Entries provided Block Start

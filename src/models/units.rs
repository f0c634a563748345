//! # 物理单位
//!
//! 为 sqm 结果数值附加量纲，并支持同量纲单位间的换算。
//!
//! 每个单位归属一个量纲，并记录到该量纲基准单位的换算因子：
//! - 电荷: e
//! - 偶极矩: e·Å
//! - 能量: eV
//! - 长度: Å
//!
//! ## 依赖关系
//! - 被 `models/calculation.rs`, `models/molecule.rs`, `parsers/` 使用
//! - 使用 `serde` 序列化

use crate::error::{Result, SqmError};
use serde::{Deserialize, Serialize};
use std::fmt;

/// 1 kcal/mol 对应的 eV
const KCAL_PER_MOL_IN_EV: f64 = 0.043_364_104;
/// 1 kJ/mol 对应的 eV
const KJ_PER_MOL_IN_EV: f64 = 0.010_364_269_9;
/// 1 Hartree 对应的 eV (CODATA 2018)
const HARTREE_IN_EV: f64 = 27.211_386_245_988;
/// 1 bohr 对应的 Å (CODATA 2018)
const BOHR_IN_ANGSTROM: f64 = 0.529_177_210_903;
/// 1 Debye 对应的 e·Å
const DEBYE_IN_E_ANGSTROM: f64 = 0.208_194_34;

/// 物理量纲
#[derive(Debug, Clone, Copy, PartialEq, Eq)]
pub enum Dimension {
    Charge,
    DipoleMoment,
    Energy,
    Length,
}

/// 支持的单位
#[derive(Debug, Clone, Copy, PartialEq, Eq, Serialize, Deserialize)]
pub enum Unit {
    #[serde(rename = "e")]
    ElementaryCharge,
    #[serde(rename = "e*angstrom")]
    ElementaryChargeAngstrom,
    #[serde(rename = "debye")]
    Debye,
    #[serde(rename = "eV")]
    ElectronVolt,
    #[serde(rename = "kcal/mol")]
    KcalPerMol,
    #[serde(rename = "kJ/mol")]
    KjPerMol,
    #[serde(rename = "hartree")]
    Hartree,
    #[serde(rename = "angstrom")]
    Angstrom,
    #[serde(rename = "bohr")]
    Bohr,
}

impl Unit {
    pub fn dimension(self) -> Dimension {
        match self {
            Unit::ElementaryCharge => Dimension::Charge,
            Unit::ElementaryChargeAngstrom | Unit::Debye => Dimension::DipoleMoment,
            Unit::ElectronVolt | Unit::KcalPerMol | Unit::KjPerMol | Unit::Hartree => {
                Dimension::Energy
            }
            Unit::Angstrom | Unit::Bohr => Dimension::Length,
        }
    }

    /// 到量纲基准单位的换算因子
    fn factor(self) -> f64 {
        match self {
            Unit::ElementaryCharge => 1.0,
            Unit::ElementaryChargeAngstrom => 1.0,
            Unit::Debye => DEBYE_IN_E_ANGSTROM,
            Unit::ElectronVolt => 1.0,
            Unit::KcalPerMol => KCAL_PER_MOL_IN_EV,
            Unit::KjPerMol => KJ_PER_MOL_IN_EV,
            Unit::Hartree => HARTREE_IN_EV,
            Unit::Angstrom => 1.0,
            Unit::Bohr => BOHR_IN_ANGSTROM,
        }
    }

    /// 计算从 `self` 到 `target` 的乘法因子
    pub fn conversion_factor(self, target: Unit) -> Result<f64> {
        if self.dimension() != target.dimension() {
            return Err(SqmError::IncompatibleUnits {
                from: self.to_string(),
                to: target.to_string(),
            });
        }
        Ok(self.factor() / target.factor())
    }

    /// 单位换算 (标量)
    pub fn convert(self, value: f64, target: Unit) -> Result<f64> {
        Ok(value * self.conversion_factor(target)?)
    }
}

impl fmt::Display for Unit {
    fn fmt(&self, f: &mut fmt::Formatter<'_>) -> fmt::Result {
        let s = match self {
            Unit::ElementaryCharge => "e",
            Unit::ElementaryChargeAngstrom => "e·Å",
            Unit::Debye => "D",
            Unit::ElectronVolt => "eV",
            Unit::KcalPerMol => "kcal/mol",
            Unit::KjPerMol => "kJ/mol",
            Unit::Hartree => "Eh",
            Unit::Angstrom => "Å",
            Unit::Bohr => "bohr",
        };
        write!(f, "{}", s)
    }
}

/// 数值部分：标量或向量
#[derive(Debug, Clone, PartialEq, Serialize, Deserialize)]
#[serde(untagged)]
pub enum Value {
    Scalar(f64),
    Vector(Vec<f64>),
}

/// 带单位的物理量
#[derive(Debug, Clone, PartialEq, Serialize, Deserialize)]
pub struct Quantity {
    pub value: Value,
    pub unit: Unit,
}

impl Quantity {
    pub fn scalar(value: f64, unit: Unit) -> Self {
        Quantity {
            value: Value::Scalar(value),
            unit,
        }
    }

    pub fn vector(values: Vec<f64>, unit: Unit) -> Self {
        Quantity {
            value: Value::Vector(values),
            unit,
        }
    }

    pub fn as_scalar(&self) -> Option<f64> {
        match self.value {
            Value::Scalar(v) => Some(v),
            Value::Vector(_) => None,
        }
    }

    pub fn as_slice(&self) -> Option<&[f64]> {
        match &self.value {
            Value::Scalar(_) => None,
            Value::Vector(v) => Some(v),
        }
    }

    /// 转换为另一单位（量纲必须一致）
    pub fn to(&self, unit: Unit) -> Result<Quantity> {
        let k = self.unit.conversion_factor(unit)?;
        let value = match &self.value {
            Value::Scalar(v) => Value::Scalar(v * k),
            Value::Vector(vs) => Value::Vector(vs.iter().map(|v| v * k).collect()),
        };
        Ok(Quantity { value, unit })
    }

    /// 向量的欧几里得范数；标量返回绝对值
    pub fn magnitude(&self) -> f64 {
        match &self.value {
            Value::Scalar(v) => v.abs(),
            Value::Vector(vs) => vs.iter().map(|v| v * v).sum::<f64>().sqrt(),
        }
    }
}

impl fmt::Display for Quantity {
    fn fmt(&self, f: &mut fmt::Formatter<'_>) -> fmt::Result {
        match &self.value {
            Value::Scalar(v) => write!(f, "{:.6} {}", v, self.unit),
            Value::Vector(vs) => {
                let items: Vec<String> = vs.iter().map(|v| format!("{:.6}", v)).collect();
                write!(f, "[{}] {}", items.join(", "), self.unit)
            }
        }
    }
}
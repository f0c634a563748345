//! # 作业执行模块
//!
//! 将一次 sqm 计算描述为作业（镜像、命令、输入文件），交给执行后端运行，
//! 完成后通过回调读取输出文件。
//!
//! ## 功能
//! - `JobSpec`: 作业描述
//! - `Backend`: 执行后端 trait（本地 shell / 容器）
//! - `run_job`: 写入输入、执行、完成回调
//!
//! 外部程序失败（找不到命令、非零退出）在这里报告，输出解析不负责此类错误。
//!
//! ## 依赖关系
//! - 被 `commands/run.rs` 使用
//! - 子模块: local, docker

pub mod docker;
pub mod local;

pub use docker::DockerBackend;
pub use local::LocalBackend;

use crate::error::{Result, SqmError};
use crate::utils::output;

use std::collections::BTreeMap;
use std::fs;
use std::path::{Path, PathBuf};
use std::process::{Command, Output};

/// sqm 默认执行命令
pub const SQM_COMMAND: &str = "sqm -i mol.in -o mol.out";

/// 作业描述
#[derive(Debug, Clone)]
pub struct JobSpec {
    /// 作业名称
    pub name: String,
    /// 容器镜像
    pub image: String,
    /// shell 命令
    pub command: String,
    /// 输入文件名 -> 文件内容
    pub inputs: BTreeMap<String, String>,
}

impl JobSpec {
    pub fn new(name: impl Into<String>, image: impl Into<String>, command: impl Into<String>) -> Self {
        JobSpec {
            name: name.into(),
            image: image.into(),
            command: command.into(),
            inputs: BTreeMap::new(),
        }
    }

    pub fn with_input(mut self, filename: impl Into<String>, content: impl Into<String>) -> Self {
        self.inputs.insert(filename.into(), content.into());
        self
    }
}

/// 执行后端
pub trait Backend {
    /// 后端名称（用于日志）
    fn name(&self) -> &'static str;

    /// 在 `workdir` 中执行作业命令，输入文件已写入
    fn execute(&self, job: &JobSpec, workdir: &Path) -> Result<()>;
}

/// 已完成的作业，可读取输出文件
#[derive(Debug)]
pub struct FinishedJob {
    name: String,
    workdir: PathBuf,
}

impl FinishedJob {
    pub fn name(&self) -> &str {
        &self.name
    }

    pub fn workdir(&self) -> &Path {
        &self.workdir
    }

    /// 按行读取输出文件
    pub fn get_output(&self, filename: &str) -> Result<Vec<String>> {
        let path = self.workdir.join(filename);
        if !path.exists() {
            return Err(SqmError::MissingOutput {
                job: self.name.clone(),
                file: filename.to_string(),
            });
        }

        let content = fs::read_to_string(&path).map_err(|e| SqmError::FileReadError {
            path: path.display().to_string(),
            source: e,
        })?;
        Ok(content.lines().map(str::to_string).collect())
    }
}

/// 运行作业并在完成后调用 `when_finished`
pub fn run_job<B, T, F>(backend: &B, job: &JobSpec, workdir: &Path, when_finished: F) -> Result<T>
where
    B: Backend + ?Sized,
    F: FnOnce(&FinishedJob) -> Result<T>,
{
    fs::create_dir_all(workdir).map_err(|e| SqmError::FileWriteError {
        path: workdir.display().to_string(),
        source: e,
    })?;

    for (filename, content) in &job.inputs {
        let path = workdir.join(filename);
        fs::write(&path, content).map_err(|e| SqmError::FileWriteError {
            path: path.display().to_string(),
            source: e,
        })?;
    }

    output::print_debug(&format!(
        "Running job '{}' via {} in {}",
        job.name,
        backend.name(),
        workdir.display()
    ));

    backend.execute(job, workdir)?;

    let finished = FinishedJob {
        name: job.name.clone(),
        workdir: workdir.to_path_buf(),
    };
    when_finished(&finished)
}

/// 执行外部命令并把失败转换为作业错误
pub(crate) fn run_command(mut cmd: Command, program: &str, job: &JobSpec) -> Result<Output> {
    let out = cmd.output().map_err(|e| {
        if e.kind() == std::io::ErrorKind::NotFound {
            SqmError::CommandNotFound {
                command: program.to_string(),
            }
        } else {
            SqmError::CommandFailed {
                command: program.to_string(),
                stderr: e.to_string(),
            }
        }
    })?;

    if !out.status.success() {
        return Err(SqmError::JobFailed {
            job: job.name.clone(),
            status: out.status.to_string(),
            stderr: String::from_utf8_lossy(&out.stderr).trim().to_string(),
        });
    }

    Ok(out)
}

#[cfg(test)]
mod tests {
    use super::*;
    use std::cell::RefCell;

    /// 记录调用并写出固定输出的测试后端
    struct FakeBackend {
        output: Option<&'static str>,
        seen_inputs: RefCell<Vec<String>>,
    }

    impl Backend for FakeBackend {
        fn name(&self) -> &'static str {
            "fake"
        }

        fn execute(&self, job: &JobSpec, workdir: &Path) -> Result<()> {
            for filename in job.inputs.keys() {
                let content = fs::read_to_string(workdir.join(filename)).unwrap();
                self.seen_inputs.borrow_mut().push(content);
            }
            if let Some(out) = self.output {
                fs::write(workdir.join("mol.out"), out).unwrap();
            }
            Ok(())
        }
    }

    #[test]
    fn test_run_job_writes_inputs_and_calls_back() {
        let dir = tempfile::tempdir().unwrap();
        let backend = FakeBackend {
            output: Some("line one\nline two\n"),
            seen_inputs: RefCell::new(Vec::new()),
        };
        let job = JobSpec::new("test", "image", SQM_COMMAND).with_input("mol.in", "hello");

        let lines = run_job(&backend, &job, dir.path(), |f| {
            assert_eq!(f.name(), "test");
            f.get_output("mol.out")
        })
        .unwrap();

        assert_eq!(lines, vec!["line one", "line two"]);
        assert_eq!(backend.seen_inputs.borrow().as_slice(), ["hello"]);
    }

    #[test]
    fn test_missing_output_file() {
        let dir = tempfile::tempdir().unwrap();
        let backend = FakeBackend {
            output: None,
            seen_inputs: RefCell::new(Vec::new()),
        };
        let job = JobSpec::new("empty", "image", SQM_COMMAND);

        let err = run_job(&backend, &job, dir.path(), |f| f.get_output("mol.out")).unwrap_err();
        assert!(matches!(err, SqmError::MissingOutput { ref file, .. } if file == "mol.out"));
    }
}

Entries provided Block End

Stop at the line containing "kcal/mol 对应的 eV". Please print exactly every line before it from the start of the records, plus that line itself, and nothing else.

filename src/models/units.rs
repository f0c634a563748345
//! # 物理单位
//!
//! 为 sqm 结果数值附加量纲，并支持同量纲单位间的换算。
//!
//! 每个单位归属一个量纲，并记录到该量纲基准单位的换算因子：
//! - 电荷: e
//! - 偶极矩: e·Å
//! - 能量: eV
//! - 长度: Å
//!
//! ## 依赖关系
//! - 被 `models/calculation.rs`, `models/molecule.rs`, `parsers/` 使用
//! - 使用 `serde` 序列化

use crate::error::{Result, SqmError};
use serde::{Deserialize, Serialize};
use std::fmt;

/// 1 kcal/mol 对应的 eV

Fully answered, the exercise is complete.